If Crosswalk were to be released now, it would rightly and immediately be regarded as a proper classic. Not that it wasn’t well-loved and known at the time, but when it was released way back in ’97, it had it the unenviable task of making its presence felt when the number of great electro and electro inspired tunes numbered in the scores, if not the hundreds. 1997 was right on the cusp of the revival and the twin poles of Europe and the USA seemed united in a common love of breaks and snares and 808s.
Except this isn’t either the USA or Europe. Formed in the 90s by Parisian Charles Siegling and Hongkongian (is that the correct noun?) Amil Khan as an attempt to add Asia to the international dance community, Technasia took electro and hard as nails techno, and put them through the ringer of their own experiences and influences. Although the electro side of their sound was never as clearly pronounced as their excellent Detroit influenced techno releases (2000s Force still remaining a spectacular stand out), Crosswalk, from their first release ‘Themes From a Neon City’, lingers in the memory.

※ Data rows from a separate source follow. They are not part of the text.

//! Recursion driver: walk the candidate list level by level, searching
//! every structure large enough to host substructure.
//!
//! Each candidate group's particles are *copied* and shifted into the
//! group's centre-of-mass rest frame, so the parent's coordinates are
//! never touched. Subset labels splice back into the global label array
//! at a running id offset; particles the unbinding hook rejects keep
//! their parent-level id (the sub-child simply never claims them).

use glam::DVec3;
use rayon::prelude::*;
use tracing::{debug, info_span};

use crate::config::{PartSearchType, SearchConfig};
use crate::density::DensityGrid;
use crate::groups::{self, UNGROUPED};
use crate::hierarchy::{GroupHandle, LevelEntry, StructureHierarchy, StructureType};
use crate::particle::{Particle, ParticleType};
use crate::unbind::Unbinder;

use super::subset::search_subset;

/// Subset size above which the centre-of-mass reduction runs in parallel.
const PAR_CM_MIN: usize = 100_000;

struct Candidate {
  parent: GroupHandle,
  uber: GroupHandle,
  members: Vec<usize>,
}

/// Search every group of the field level (and recursively every
/// substructure) for nested structure, extending `pfof`, `ngroup` and the
/// hierarchy in place. `halo_vel_disp_scale` carries the largest velocity
/// variance scale seen so far and is used as the fallback for degenerate
/// local estimates.
pub fn search_sub_sub(
  cfg: &SearchConfig,
  parts: &[Particle],
  pfof: &mut [usize],
  ngroup: &mut usize,
  hierarchy: &mut StructureHierarchy,
  halo_vel_disp_scale: &mut f64,
  unbinder: &dyn Unbinder,
) {
  if *ngroup == 0 {
    return;
  }
  let _span = info_span!("search_sub_sub", ngroup = *ngroup).entered();

  // In the all-species FOF mode only dark matter takes part in the
  // substructure search; baryons rejoin through the association pass.
  let dark_only = cfg.baryon_search && cfg.part_search_type == PartSearchType::All;
  let searchable =
    |i: usize| -> bool { !dark_only || parts[i].ptype == ParticleType::Dark };

  // Field-level candidates, in id order.
  let mut pglist: Vec<Vec<usize>> = vec![Vec::new(); *ngroup + 1];
  for (i, &g) in pfof.iter().enumerate() {
    if g != UNGROUPED && searchable(i) {
      pglist[g].push(i);
    }
  }
  let field_handles: Vec<GroupHandle> = hierarchy.levels()[0]
    .entries
    .iter()
    .map(|e| e.handle)
    .collect();
  let mut candidates: Vec<Candidate> = Vec::new();
  for gid in 1..=*ngroup {
    if pglist[gid].len() >= cfg.min_cell_size {
      let handle = field_handles[gid - 1];
      candidates.push(Candidate {
        parent: handle,
        uber: handle,
        members: std::mem::take(&mut pglist[gid]),
      });
    }
  }

  let mut sublevel = 1usize;
  let mut offset = 0usize;
  while !candidates.is_empty() {
    debug!(sublevel, n = candidates.len(), "searching sublevel");
    let mut next: Vec<Candidate> = Vec::new();
    let mut level_entries: Vec<LevelEntry> = Vec::new();

    for cand in &candidates {
      let members = &cand.members;
      let m = members.len();
      let mut subparts: Vec<Particle> = members.iter().map(|&i| parts[i]).collect();
      if cfg.cm_ref_adjust {
        shift_to_cm_frame(&mut subparts);
      }
      let occupancy = cfg.cell_occupancy(m);
      let grid = DensityGrid::build(&subparts, occupancy, *halo_vel_disp_scale);
      let sigma_v2 = grid.sigma_v2;
      if sigma_v2 > *halo_vel_disp_scale {
        *halo_vel_disp_scale = sigma_v2;
      }
      let scores = if m >= cfg.min_sub_size {
        grid.outlier_scores(&subparts, cfg.nvel)
      } else {
        Vec::new()
      };
      let mut out = search_subset(cfg, &subparts, &scores, sigma_v2, sublevel);
      if out.ngroups == 0 {
        continue;
      }

      // Unbinding: rejected particles keep the parent id, shrunken
      // groups below the minimum dissolve entirely.
      if unbinder.unbind(&subparts, &mut out.pfof, out.ngroups) > 0 {
        groups::dissolve_small(&mut out.pfof, out.ngroups, cfg.min_size);
        let (ng, _) = groups::compact_labels(&mut out.pfof, out.ngroups);
        out.num_cores = out.num_cores.min(ng);
        out.ngroups = ng;
        if ng == 0 {
          continue;
        }
      }

      // Splice subset labels into the global array.
      let id_base = *ngroup + offset;
      for (j, &sp) in out.pfof.iter().enumerate() {
        if sp != UNGROUPED {
          pfof[members[j]] = id_base + sp;
        }
      }
      offset += out.ngroups;

      // The parent's head particle may have moved into a child; repoint
      // it at the first member the parent kept.
      if let Some(&kept) = members
        .iter()
        .enumerate()
        .find(|&(j, _)| out.pfof[j] == UNGROUPED)
        .map(|(_, i)| i)
      {
        if let Some(entry) = hierarchy.entry_mut(sublevel - 1, cand.parent) {
          entry.head_id = parts[kept].id;
        }
      }

      // Hierarchy entries and next-level candidates.
      let subpg = groups::build_pglist(&out.pfof, out.ngroups);
      for sg in 1..=out.ngroups {
        let gmembers: Vec<usize> = subpg[sg].iter().map(|&j| members[j]).collect();
        let handle = hierarchy.alloc_handle(id_base + sg);
        let is_core = sg > out.ngroups - out.num_cores;
        let stype = if is_core {
          StructureType::HaloCore {
            depth: sublevel as u32,
          }
        } else {
          StructureType::Subhalo {
            depth: sublevel as u32,
          }
        };
        level_entries.push(LevelEntry {
          handle,
          head_id: parts[gmembers[0]].id,
          parent: Some(cand.parent),
          uber: Some(cand.uber),
          stype,
        });
        if gmembers.len() > cfg.min_sub_size {
          next.push(Candidate {
            parent: handle,
            uber: cand.uber,
            members: gmembers,
          });
        }
      }
    }

    if !level_entries.is_empty() {
      hierarchy.append_level(sublevel, level_entries);
    }
    candidates = next;
    sublevel += 1;
  }

  *ngroup += offset;
  debug!(ngroup = *ngroup, levels = hierarchy.depth(), "substructure search done");
}

/// Shift a subset into its mass-weighted centre-of-mass rest frame (both
/// position and velocity).
pub fn shift_to_cm_frame(subparts: &mut [Particle]) {
  let m = subparts.len();
  if m == 0 {
    return;
  }
  let (mtot, cm, cmvel) = if m > PAR_CM_MIN {
    subparts
      .par_iter()
      .map(|p| (p.mass, p.position * p.mass, p.velocity * p.mass))
      .reduce(
        || (0.0, DVec3::ZERO, DVec3::ZERO),
        |a, b| (a.0 + b.0, a.1 + b.1, a.2 + b.2),
      )
  } else {
    subparts.iter().fold((0.0, DVec3::ZERO, DVec3::ZERO), |a, p| {
      (a.0 + p.mass, a.1 + p.position * p.mass, a.2 + p.velocity * p.mass)
    })
  };
  if mtot <= 0.0 {
    return;
  }
  let cm = cm / mtot;
  let cmvel = cmvel / mtot;
  for p in subparts.iter_mut() {
    p.position -= cm;
    p.velocity -= cmvel;
  }
}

For many people, myself included, the first exposure to this tune came from Dave Clark’s 1998 ‘Electro-boogie Volume 2’ mix, a mesmerizing weave of breaks and bass that still sounds every bit as insane as it did when it first came out. Hell, any mix that opens with Dopplereffekt’s ‘Sterilization’ and closes with Aux 88’s Majestic ‘I Need To Freak’ is going to be pretty special.
But one of the things that made Crosswalk stand out from the pack on that comp was it’s wide open spaces. Where other tracks on ‘Electro-Boogie’ dripped with austere and seething fury, and cut you with whipping, venomous breaks, Crosswalk bubbled with warmth and fun and possibility. It’s a joyful celebration of a sound that takes the electro form and turns it into a classic example of high-tech funk. It’s larger than life, just as it is completely life affirming, and it provided the perfect counter point to the street walking slam of techno-bass and the bleak, affected, electro-static sneer of its European cousins.
Play this on Easter morning when you’re munching chocolate eggs and dipping into ‘Ben Hur’ on the telly. It might not allow you to make sense of where rabbits fit into the Jesus story, but at least it’ll remind you that Christ wasn’t the only thing to die and be reborn. Electro did too. Praise the holy snares!